Note how many lines of the material that follows include the string "deterministic", and state only that number.
###
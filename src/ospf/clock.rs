//! Time sources and the scheduled-work queue behind every protocol timer
//! (hello, dead, wait, SPF coalescing).
//!
//! The engine never sleeps on its own: timers are entries in a priority
//! queue of `(fire_at, kind)` that [`super::OspfEngine::tick`] drains
//! against whatever [`Clock`] the engine was built with. In async mode a
//! tokio task calls `tick` periodically against a [`RealClock`]; tests
//! drive a [`VirtualClock`] by hand and get fully deterministic runs.

use std::cmp::Reverse;
use std::collections::BinaryHeap;
use std::sync::atomic::{AtomicU64, Ordering};
use std::sync::Mutex;

use dashmap::DashMap;

use super::RouterId;

/// Monotonic millisecond time source.
pub trait Clock: Send + Sync {
    fn now_ms(&self) -> u64;
}

/// Wall-clock time, anchored at construction.
pub struct RealClock {
    start: std::time::Instant,
}

impl RealClock {
    pub fn new() -> Self {
        RealClock { start: std::time::Instant::now() }
    }
}

impl Default for RealClock {
    fn default() -> Self {
        Self::new()
    }
}

impl Clock for RealClock {
    fn now_ms(&self) -> u64 {
        self.start.elapsed().as_millis() as u64
    }
}

/// Manually advanced time source for deterministic tests.
pub struct VirtualClock {
    now: AtomicU64,
}

impl VirtualClock {
    pub fn new() -> Self {
        VirtualClock { now: AtomicU64::new(0) }
    }

    pub fn advance(&self, ms: u64) {
        self.now.fetch_add(ms, Ordering::SeqCst);
    }
}

impl Default for VirtualClock {
    fn default() -> Self {
        Self::new()
    }
}

impl Clock for VirtualClock {
    fn now_ms(&self) -> u64 {
        self.now.load(Ordering::SeqCst)
    }
}

/// What a timer does when it fires. Doubles as the timer's identity for
/// rescheduling and cancellation: scheduling the same kind again replaces
/// the earlier entry.
#[derive(Debug, Clone, PartialEq, Eq, PartialOrd, Ord, Hash)]
pub(crate) enum TimerKind {
    /// Periodic hello transmission on an interface.
    Hello(String),
    /// End of the Waiting period on an interface; runs DR election.
    Wait(String),
    /// A neighbor's inactivity timer on an interface.
    Dead(String, RouterId),
    /// The SPF coalescing delay.
    SpfDelay,
}

#[derive(Debug, Clone, PartialEq, Eq, PartialOrd, Ord)]
struct TimerEntry {
    fire_at: u64,
    generation: u64,
    kind: TimerKind,
}

/// Priority queue of pending timers with lazy cancellation: each schedule
/// bumps the generation for its kind, and stale heap entries are dropped
/// when popped.
pub(crate) struct TimerQueue {
    heap: Mutex<BinaryHeap<Reverse<TimerEntry>>>,
    generations: DashMap<TimerKind, u64>,
    counter: AtomicU64,
}

impl TimerQueue {
    pub fn new() -> Self {
        TimerQueue {
            heap: Mutex::new(BinaryHeap::new()),
            generations: DashMap::new(),
            counter: AtomicU64::new(0),
        }
    }

    /// Schedules `kind` to fire at `fire_at`, replacing any pending entry
    /// of the same kind.
    pub fn schedule(&self, fire_at: u64, kind: TimerKind) {
        let generation = self.counter.fetch_add(1, Ordering::SeqCst);
        self.generations.insert(kind.clone(), generation);
        self.heap.lock().unwrap().push(Reverse(TimerEntry { fire_at, generation, kind }));
    }

    /// Cancels any pending entry of `kind`.
    pub fn cancel(&self, kind: &TimerKind) {
        self.generations.remove(kind);
    }

    /// Cancels every pending timer.
    pub fn clear(&self) {
        self.heap.lock().unwrap().clear();
        self.generations.clear();
    }

    /// Pops every entry due at `now`, most overdue first. A popped entry is
    /// consumed; periodic timers are rescheduled by the caller.
    pub fn due(&self, now: u64) -> Vec<TimerKind> {
        let mut heap = self.heap.lock().unwrap();
        let mut fired = Vec::new();
        while let Some(Reverse(entry)) = heap.peek() {
            if entry.fire_at > now {
                break;
            }
            let Reverse(entry) = heap.pop().unwrap();
            let live = self.generations.get(&entry.kind).map(|g| *g) == Some(entry.generation);
            if live {
                self.generations.remove(&entry.kind);
                fired.push(entry.kind);
            }
        }
        fired
    }
}

#[cfg(test)]
mod tests {
    use super::*;

    #[test]
    fn virtual_clock_advances_monotonically() {
        let clock = VirtualClock::new();
        assert_eq!(clock.now_ms(), 0);
        clock.advance(250);
        clock.advance(750);
        assert_eq!(clock.now_ms(), 1000);
    }

    #[test]
    fn due_returns_only_expired_entries() {
        let q = TimerQueue::new();
        q.schedule(100, TimerKind::SpfDelay);
        q.schedule(500, TimerKind::Hello("eth0".to_string()));
        assert_eq!(q.due(100), vec![TimerKind::SpfDelay]);
        assert!(q.due(400).is_empty());
        assert_eq!(q.due(500), vec![TimerKind::Hello("eth0".to_string())]);
    }

    #[test]
    fn reschedule_supersedes_earlier_entry() {
        let q = TimerQueue::new();
        let kind = TimerKind::Hello("eth0".to_string());
        q.schedule(100, kind.clone());
        q.schedule(300, kind.clone());
        assert!(q.due(200).is_empty());
        assert_eq!(q.due(300), vec![kind]);
    }

    #[test]
    fn cancel_discards_pending_entry() {
        let q = TimerQueue::new();
        let kind = TimerKind::Wait("eth1".to_string());
        q.schedule(100, kind.clone());
        q.cancel(&kind);
        assert!(q.due(1000).is_empty());
    }
}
###
Reply:
2